Flashes are sparks, strands, or arcs of light that flicker across your visual field. These occur when the vitreous gel bumps, rubs, or tugs against the retina. Like floaters, flashes are generally harmless and require no treatment. Although they can be a warning sign of trouble particularly when they appear suddenly or become more plentiful.
Sometimes floaters and flashes signal a condition that can lead to vision loss. In about one in six people, traction from the posterior vitreous detachment causes the retina to tear. Fluid from inside the eye can then seep through the tear and separate the retina from the tissues that nourish it. This separation, called retinal detachment, can lead to permanent vision loss.
Retinal tears and detachments are painless.
Key warning signs include:
- New onset of floaters and flashes.
- A sudden change in what an old floater looks like, or lots of new ones.
- Gradual shading or dimming of vision from one side (like a curtain being drawn across).
- Rapid decline in sharp, central vision.
- Wrinkles or wobbles in your vision.
Because there is little difference between what benign floaters look like, compared to those which are signs of something more serious, it is important to have your eye checked. It is prudent to assume the worst and to get this done as soon as possible. A dilated fundus examination, where drops which dilate your pupils are used, is the only way to properly examine the back of the eye and retina.

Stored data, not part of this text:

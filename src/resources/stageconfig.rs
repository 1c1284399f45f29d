//! Stage configuration.
//!
//! Settings for the demo shell loaded from an INI file. Defaults are safe;
//! missing values retain their current (default) values.
//!
//! # Configuration File Format
//!
//! ```ini
//! [surface]
//! width = 256
//! height = 256
//!
//! [playback]
//! target_fps = 60
//!
//! [assets]
//! characters = assets/characters.json
//! base_path = assets
//! ```

use configparser::ini::Ini;
use log::info;
use std::path::PathBuf;

const DEFAULT_SURFACE_WIDTH: f32 = 256.0;
const DEFAULT_SURFACE_HEIGHT: f32 = 256.0;
const DEFAULT_TARGET_FPS: u32 = 60;
const DEFAULT_CHARACTERS_PATH: &str = "assets/characters.json";
const DEFAULT_BASE_PATH: &str = "assets";
const DEFAULT_CONFIG_PATH: &str = "./config.ini";

/// Demo shell configuration.
#[derive(Debug, Clone)]
pub struct StageConfig {
    /// Drawing surface width in pixels.
    pub surface_width: f32,
    /// Drawing surface height in pixels.
    pub surface_height: f32,
    /// Draw loop cadence of the host.
    pub target_fps: u32,
    /// Path to the character registry JSON.
    pub characters_path: String,
    /// Base directory sprite paths are resolved under.
    pub base_path: String,
    /// Path to the configuration file.
    pub config_path: PathBuf,
}

impl Default for StageConfig {
    fn default() -> Self {
        Self::new()
    }
}

impl StageConfig {
    /// Create a new configuration with safe default values.
    pub fn new() -> Self {
        StageConfig {
            surface_width: DEFAULT_SURFACE_WIDTH,
            surface_height: DEFAULT_SURFACE_HEIGHT,
            target_fps: DEFAULT_TARGET_FPS,
            characters_path: DEFAULT_CHARACTERS_PATH.to_string(),
            base_path: DEFAULT_BASE_PATH.to_string(),
            config_path: PathBuf::from(DEFAULT_CONFIG_PATH),
        }
    }

    /// Create a new configuration with a custom config file path.
    pub fn with_path(path: impl Into<PathBuf>) -> Self {
        StageConfig {
            config_path: path.into(),
            ..Self::new()
        }
    }

    /// Load configuration from the INI file.
    ///
    /// Missing values retain their current (default) values. Returns an
    /// error if the file cannot be read or parsed.
    pub fn load_from_file(&mut self) -> Result<(), String> {
        let mut config = Ini::new();
        config
            .load(&self.config_path)
            .map_err(|e| format!("Failed to load config file: {}", e))?;

        // [surface] section
        if let Some(width) = config.getfloat("surface", "width").ok().flatten() {
            self.surface_width = width as f32;
        }
        if let Some(height) = config.getfloat("surface", "height").ok().flatten() {
            self.surface_height = height as f32;
        }

        // [playback] section
        if let Some(fps) = config.getuint("playback", "target_fps").ok().flatten() {
            self.target_fps = fps as u32;
        }

        // [assets] section
        if let Some(characters) = config.get("assets", "characters") {
            self.characters_path = characters;
        }
        if let Some(base) = config.get("assets", "base_path") {
            self.base_path = base;
        }

        info!(
            "Loaded config: {}x{} surface, fps={}, characters={}, base={}",
            self.surface_width,
            self.surface_height,
            self.target_fps,
            self.characters_path,
            self.base_path
        );

        Ok(())
    }
}

#[cfg(test)]
mod tests {
    use super::*;

    #[test]
    fn defaults_are_usable_without_a_file() {
        let config = StageConfig::new();
        assert!(config.surface_width > 0.0);
        assert!(config.surface_height > 0.0);
        assert!(config.target_fps > 0);
        assert!(!config.characters_path.is_empty());
    }

    #[test]
    fn missing_file_keeps_defaults() {
        let mut config = StageConfig::with_path("/nonexistent/config.ini");
        let before = config.clone();
        assert!(config.load_from_file().is_err());
        assert_eq!(config.surface_width, before.surface_width);
        assert_eq!(config.target_fps, before.target_fps);
    }
}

If your floaters aren’t a sign of retinal damage above, they often disappear completely or become less noticeable. Sometimes ophthalmologists perform surgery or laser treatment for benign floaters when they are very disruptive to vision. But for most people the risk to vision of the surgery is greater than the problem posed by the floater. If floaters become a nuisance, moving your eyes up and down, or left and right can shift the floater and provide temporary relief.